また、公務員の仕事なども法律などに縛られ、細かく陰鬱な仕事ですから楽しい仕事とは言い難いでしょう。
「物作り」とは本来は楽しいものです。それは苦しさの中の楽しさとでも言うものでしょうか。
敗戦直後から、例えばソニーの井深大氏や盛田昭夫氏、本田技研の本田宗一郎氏などは物作りに苦労しながら楽しんだ方々でしょう。
「物作り」だけでは趣味の世界になります。苦しいのはそれを「市場」に出すことです。販売すればクレームが付きます。改良しなければなりません。このサイクルがあって完成された商品として生まれてくるわけです。
パソコンも、Windows(OS)も、スマホも、そしてそのアプリも皆このサイクルを通っているわけです。
ほぼ完成し売れて来ると市場競争が始まります。後追いで販売してくる類似品メーカーが一杯居りますからね。これが「物作り」のサイクルです。
最初の工程が開発です。ここはトップダウンでも可能です。もちろん複数の人間が集まって開発するなら、そこにはトップダウンだけでなく誰かのアッと言うアイディアがボトムアップを形成したりして、そこがまあ面白いわけですけど。
市場とは、クレームと改良のサイクルを提供するものです。典型的なボトムアップですね。ユーザーは思わぬ使い方をするものです。
例えば日本電気(NEC)は最初にインテルの8080マイクロプロセッサーを機械のシーケンス制御のに使わせようと、トレーニングキットを作って機械メーカーに売り込みましたが失敗しました。しかしそのトレーニングキットが秋葉原の電気街で売れていることから、初めてパソコンの市場と言うものがあることに日電が最初に気が付きます。
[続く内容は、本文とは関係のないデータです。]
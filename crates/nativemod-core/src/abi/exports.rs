//! `extern "C"` function table.
//!
//! Every function returns a zero/false/empty default when no state is
//! installed or when a panic is raised inside; nothing unwinds out.

use std::ffi::{c_char, CStr};

use tracing::warn;

use super::{installed, AbiState, ConfigKey};
use crate::fault;
use crate::ffi::{read_c_str, LoadPhase, LoadResult, LoadResults, ModInfo, ModResult, ModResults};
use crate::native::append_library_search_path;
use crate::record::{LoadStatus, MatchKind, MatchQuery};

fn with_state<T>(fallback: T, f: impl FnOnce(&AbiState) -> T) -> T {
    match installed() {
        Some(state) => fault::contain_or(fallback, || f(state.as_ref())),
        None => fallback,
    }
}

fn decode(info: &ModInfo, match_type: u32) -> Option<(MatchQuery, MatchKind)> {
    let Some(kind) = MatchKind::from_raw(match_type) else {
        warn!(match_type, "Unknown match type");
        return None;
    };
    // SAFETY: foreign callers pass NUL-terminated strings or null.
    let query = unsafe { info.to_query() };
    Some((query, kind))
}

fn config_ptr(key: ConfigKey) -> *const c_char {
    match installed() {
        Some(state) => fault::contain_or(c"".as_ptr(), || state.config_c_str(key).as_ptr()),
        None => c"".as_ptr(),
    }
}

#[no_mangle]
pub extern "C" fn modloader_get_path() -> *const c_char {
    config_ptr(ConfigKey::ModloaderPath)
}

#[no_mangle]
pub extern "C" fn modloader_get_root_load_path() -> *const c_char {
    config_ptr(ConfigKey::RootLoadPath)
}

#[no_mangle]
pub extern "C" fn modloader_get_source_path() -> *const c_char {
    config_ptr(ConfigKey::SourcePath)
}

#[no_mangle]
pub extern "C" fn modloader_get_files_dir() -> *const c_char {
    config_ptr(ConfigKey::FilesDir)
}

#[no_mangle]
pub extern "C" fn modloader_get_external_dir() -> *const c_char {
    config_ptr(ConfigKey::ExternalDir)
}

#[no_mangle]
pub extern "C" fn modloader_get_application_id() -> *const c_char {
    config_ptr(ConfigKey::ApplicationId)
}

#[no_mangle]
pub extern "C" fn modloader_get_load_phase() -> LoadPhase {
    with_state(LoadPhase::None, AbiState::phase)
}

#[no_mangle]
pub extern "C" fn modloader_get_libs_opened() -> bool {
    with_state(false, AbiState::libs_opened)
}

#[no_mangle]
pub extern "C" fn modloader_get_early_mods_opened() -> bool {
    with_state(false, AbiState::early_mods_opened)
}

#[no_mangle]
pub extern "C" fn modloader_get_late_mods_opened() -> bool {
    with_state(false, AbiState::late_mods_opened)
}

/// First record matching `info`, or a zeroed result.
///
/// # Safety
/// `info`'s strings must be NUL-terminated or null.
#[no_mangle]
pub unsafe extern "C" fn modloader_get_mod(info: ModInfo, match_type: u32) -> ModResult {
    with_state(ModResult::default(), |state| match decode(&info, match_type) {
        Some((query, kind)) => state.get_mod(&query, kind),
        None => ModResult::default(),
    })
}

/// Close and remove the first record matching `info`.
///
/// # Safety
/// `info`'s strings must be NUL-terminated or null.
#[no_mangle]
pub unsafe extern "C" fn modloader_force_unload(info: ModInfo, match_type: u32) -> bool {
    with_state(false, |state| match decode(&info, match_type) {
        Some((query, kind)) => state.force_unload(&query, kind),
        None => false,
    })
}

/// Snapshot of loaded records. Release with [`modloader_free_results`].
#[no_mangle]
pub extern "C" fn modloader_get_loaded() -> ModResults {
    with_state(ModResults::empty(), AbiState::loaded_results)
}

/// Snapshot of all records. Release with [`modloader_free_load_results`].
#[no_mangle]
pub extern "C" fn modloader_get_all() -> LoadResults {
    with_state(LoadResults::empty(), AbiState::all_results)
}

/// Release a [`modloader_get_loaded`] buffer and zero it. Null or
/// already-zeroed buffers are ignored.
///
/// # Safety
/// `results` must be null or point to a buffer from `modloader_get_loaded`.
#[no_mangle]
pub unsafe extern "C" fn modloader_free_results(results: *mut ModResults) {
    if let Some(results) = results.as_mut() {
        fault::contain_or((), || super::free_mod_results(results));
    }
}

/// Release a [`modloader_get_all`] buffer and zero it. Null or
/// already-zeroed buffers are ignored.
///
/// # Safety
/// `results` must be null or point to a buffer from `modloader_get_all`.
#[no_mangle]
pub unsafe extern "C" fn modloader_free_load_results(results: *mut LoadResults) {
    if let Some(results) = results.as_mut() {
        fault::contain_or((), || super::free_load_results(results));
    }
}

/// `Loaded` if a matching record exists, `NotFound` otherwise.
///
/// # Safety
/// `info`'s strings must be NUL-terminated or null.
#[no_mangle]
pub unsafe extern "C" fn modloader_require_mod(info: ModInfo, match_type: u32) -> LoadResult {
    with_state(LoadResult::not_found(), |state| match decode(&info, match_type) {
        Some((query, kind)) => LoadResult::from(&state.require_mod(&query, kind)),
        None => LoadResult::from(&LoadStatus::NotFound),
    })
}

/// Append `path` to the platform library search variable.
///
/// # Safety
/// `path` must be null or a NUL-terminated string.
#[no_mangle]
pub unsafe extern "C" fn modloader_add_library_search_path(path: *const c_char) -> bool {
    fault::contain_or(false, || {
        let Some(path) = read_c_str(path) else {
            return false;
        };
        match append_library_search_path(&path) {
            Ok(()) => true,
            Err(e) => {
                warn!(error = %e, "Rejected library search path");
                false
            }
        }
    })
}

/// Safe view of what the `modloader_get_*` path accessors return.
pub fn config_str(key: ConfigKey) -> &'static CStr {
    // SAFETY: `config_ptr` returns either a static literal or a pointer into
    // the installed state, which lives for the rest of the process.
    unsafe { CStr::from_ptr(config_ptr(key)) }
}

#[cfg(test)]
mod tests {
    use super::*;

    #[test]
    fn test_add_library_search_path_rejects_null_and_empty() {
        assert!(!unsafe { modloader_add_library_search_path(std::ptr::null()) });
        assert!(!unsafe { modloader_add_library_search_path(c"".as_ptr()) });
    }

    #[test]
    fn test_free_null_pointers() {
        unsafe {
            modloader_free_results(std::ptr::null_mut());
            modloader_free_load_results(std::ptr::null_mut());
        }
    }

    #[test]
    fn test_free_zeroed_buffers() {
        let mut results = ModResults::empty();
        unsafe { modloader_free_results(&mut results) };
        unsafe { modloader_free_results(&mut results) };
        assert!(results.array.is_null());
    }
}
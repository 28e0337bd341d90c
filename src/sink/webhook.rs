//! Webhook notification sink
//!
//! Posts events as JSON to a configured endpoint. Duplicate notifications
//! for the same event key are rate limited to prevent alert storms;
//! escalations always go through.

use async_trait::async_trait;
use reqwest::Client;
use std::collections::HashMap;
use std::sync::Mutex;
use std::time::{Duration, Instant};
use tracing::{debug, error};

use crate::domain::MonitorEvent;
use crate::error::Result;

use super::EventSink;

const REQUEST_TIMEOUT: Duration = Duration::from_secs(10);

/// Per-key rate limiter state.
#[derive(Debug)]
struct RateState {
    last_sent: Instant,
    suppressed_count: u32,
}

/// Suppresses repeats of the same key inside a rolling window.
pub struct RateGate {
    window: Duration,
    states: Mutex<HashMap<String, RateState>>,
}

impl RateGate {
    pub fn new(window: Duration) -> Self {
        Self {
            window,
            states: Mutex::new(HashMap::new()),
        }
    }

    /// True when the key fired too recently and should be suppressed.
    pub fn should_suppress(&self, key: &str) -> bool {
        let now = Instant::now();
        let mut states = match self.states.lock() {
            Ok(guard) => guard,
            // A poisoned map only loses suppression history; do not suppress.
            Err(poisoned) => poisoned.into_inner(),
        };

        if let Some(state) = states.get_mut(key) {
            if now.duration_since(state.last_sent) < self.window {
                state.suppressed_count += 1;
                debug!(
                    key,
                    suppressed = state.suppressed_count,
                    "rate limiting notification"
                );
                return true;
            }
            state.last_sent = now;
            state.suppressed_count = 0;
        } else {
            states.insert(
                key.to_string(),
                RateState {
                    last_sent: now,
                    suppressed_count: 0,
                },
            );
        }
        false
    }
}

/// JSON webhook sink.
pub struct WebhookSink {
    client: Client,
    url: String,
    gate: RateGate,
}

impl WebhookSink {
    pub fn new(url: String, rate_limit: Duration) -> Result<Self> {
        let client = Client::builder().timeout(REQUEST_TIMEOUT).build()?;
        Ok(Self {
            client,
            url,
            gate: RateGate::new(rate_limit),
        })
    }

    /// Escalation is the one user-visible failure outcome; it is never
    /// rate limited.
    fn should_send(&self, event: &MonitorEvent) -> bool {
        event.is_escalation() || !self.gate.should_suppress(&event.rate_key())
    }
}

#[async_trait]
impl EventSink for WebhookSink {
    fn name(&self) -> &'static str {
        "webhook"
    }

    async fn deliver(&self, event: &MonitorEvent) {
        if !self.should_send(event) {
            return;
        }

        match self.client.post(&self.url).json(event).send().await {
            Ok(resp) if resp.status().is_success() => {
                debug!(event = event.label(), node_id = event.node_id(), "webhook delivered");
            }
            Ok(resp) => {
                let status = resp.status();
                let body = resp.text().await.unwrap_or_default();
                error!(event = event.label(), %status, %body, "webhook rejected");
            }
            Err(e) => {
                error!(event = event.label(), "webhook request failed: {e}");
            }
        }
    }
}
//! Event sink boundary
//!
//! The engine hands every event to the bus and moves on: delivery, retry
//! and rendering are entirely the sink's concern, and a misbehaving sink
//! never propagates into the engine.

pub mod log;
pub mod webhook;

use async_trait::async_trait;
use std::sync::Arc;
use tokio::sync::broadcast;

use crate::domain::MonitorEvent;

pub use log::LogSink;
pub use webhook::{RateGate, WebhookSink};

/// A consumer of monitoring events.
#[async_trait]
pub trait EventSink: Send + Sync {
    fn name(&self) -> &'static str;

    async fn deliver(&self, event: &MonitorEvent);
}

/// Fan-out to registered sinks plus an in-process broadcast subscription
/// for anything that wants a live feed (status pages, tests).
pub struct EventBus {
    sinks: Vec<Arc<dyn EventSink>>,
    event_tx: broadcast::Sender<MonitorEvent>,
}

impl EventBus {
    pub fn new(sinks: Vec<Arc<dyn EventSink>>) -> Self {
        let (event_tx, _) = broadcast::channel(256);
        Self { sinks, event_tx }
    }

    /// Subscribe to the live event feed.
    pub fn subscribe(&self) -> broadcast::Receiver<MonitorEvent> {
        self.event_tx.subscribe()
    }

    /// Emit an event to every sink. Never fails; sink errors are the
    /// sink's problem to log.
    pub async fn emit(&self, event: MonitorEvent) {
        let _ = self.event_tx.send(event.clone());
        for sink in &self.sinks {
            sink.deliver(&event).await;
        }
    }
}
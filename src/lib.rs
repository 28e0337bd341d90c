pub mod actions;
pub mod config;
pub mod coordination;
pub mod domain;
pub mod error;
pub mod monitor;
pub mod probes;
pub mod recovery;
pub mod services;
pub mod sink;
pub mod supervisor;

pub use config::AppConfig;
pub use coordination::ShutdownController;
pub use domain::{
    ActionKind, EscalationEvent, FailureEvent, FailureType, HealthStatus, HealthTransition,
    MonitorEvent, NodeDescriptor, NodeKind, Phase, ProbeKind, RecoveryAttempt,
    RecoveryOutcomeEvent, RetryPolicy,
};
pub use error::{Result, VigilError};
pub use monitor::{HealthAggregator, HealthDispatcher};
pub use probes::{Probe, ProbeRegistry};
pub use recovery::{ActionExecutor, CascadeGuard, NodeContext};
pub use sink::{EventBus, EventSink, LogSink, WebhookSink};
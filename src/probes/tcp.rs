//! TCP reachability probe
//!
//! Applies to every node kind: a node whose service port does not accept
//! connections is down regardless of protocol.

use async_trait::async_trait;
use tokio::net::TcpStream;
use tracing::debug;

use crate::domain::{NodeDescriptor, NodeKind, ProbeKind};
use crate::error::ProbeError;

use super::Probe;

pub struct TcpProbe;

impl TcpProbe {
    pub fn new() -> Self {
        Self
    }
}

impl Default for TcpProbe {
    fn default() -> Self {
        Self::new()
    }
}

#[async_trait]
impl Probe for TcpProbe {
    fn kind(&self) -> ProbeKind {
        ProbeKind::Tcp
    }

    fn supports(&self, _kind: NodeKind) -> bool {
        true
    }

    async fn check(&self, node: &NodeDescriptor) -> Result<(), ProbeError> {
        let addr = format!("{}:{}", node.address.host, node.address.port);
        let stream = TcpStream::connect(&addr)
            .await
            .map_err(|e| ProbeError::Connectivity(format!("{addr}: {e}")))?;
        drop(stream);
        debug!(node_id = %node.node_id, %addr, "tcp probe connected");
        Ok(())
    }
}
「物作り」の本質は、市場からのクレームから、市場競争までにあるわけです。そしてこれがボトムアップ体質と言う事になると思います。
トップダウンは空間的には強く時空間的には脆いのです。対するボトムアップは空間的には弱く時空間的には強いのです。
中共はアメリカや日本の技術を盗みながら、共産党のトップダウンで国家の経済力をつけてきました。それから自由主義国の市場に出して、多くのクレームと戦ってきたわけです。
最近は中国製の品質が高くなってきています。このまま行くと市場を確保した中国製の方が、市場を失っていく日本よりも良くなっていくかも知れません。
そして華人は知らず知らずにボトムアップの効能を知ってきたようにも感じます。これはやがて「共産主義否定」となり「民主主義の意味」を理解する切っ掛けになって行くように思います。
中国はアメリカの経済戦争や新型コロナで崩れていくとも思えません。共産党は崩壊するでしょうが、それ以降の中国はボトムアップ体質で我々の強力なライバルになることが予想されます。
我が日本は、神代(かみよ)の時代からボトムアップ体制でした。須佐之男命が暴れ回って民衆からのクレームが付き、天照大御神は天岩戸に隠れなければならなくなるほど、ボトムアップでした。
日本の職人は市場のクレームと常に向かい合い、やがてクレームの付け所が無くなり、さらに精進すると「あの人は○○を作らせたら神様だね」と神様にまでなるというボトムアップの社会です。
その神様を称え、顕彰し勲章を渡すのが天皇陛下と言う訳です。物作りだけでなく、抽象物である戯曲や演劇、研究者や小説家、絵画、彫刻などの作家にも同じように勲章を与えています。
日本は徹底したボトムアップの社会なのです。そこから「謙遜」とか「思いやり」という精神が生まれ、日本社会の基礎となっていると言う事、それを忘れたり失って欲しくありませんね。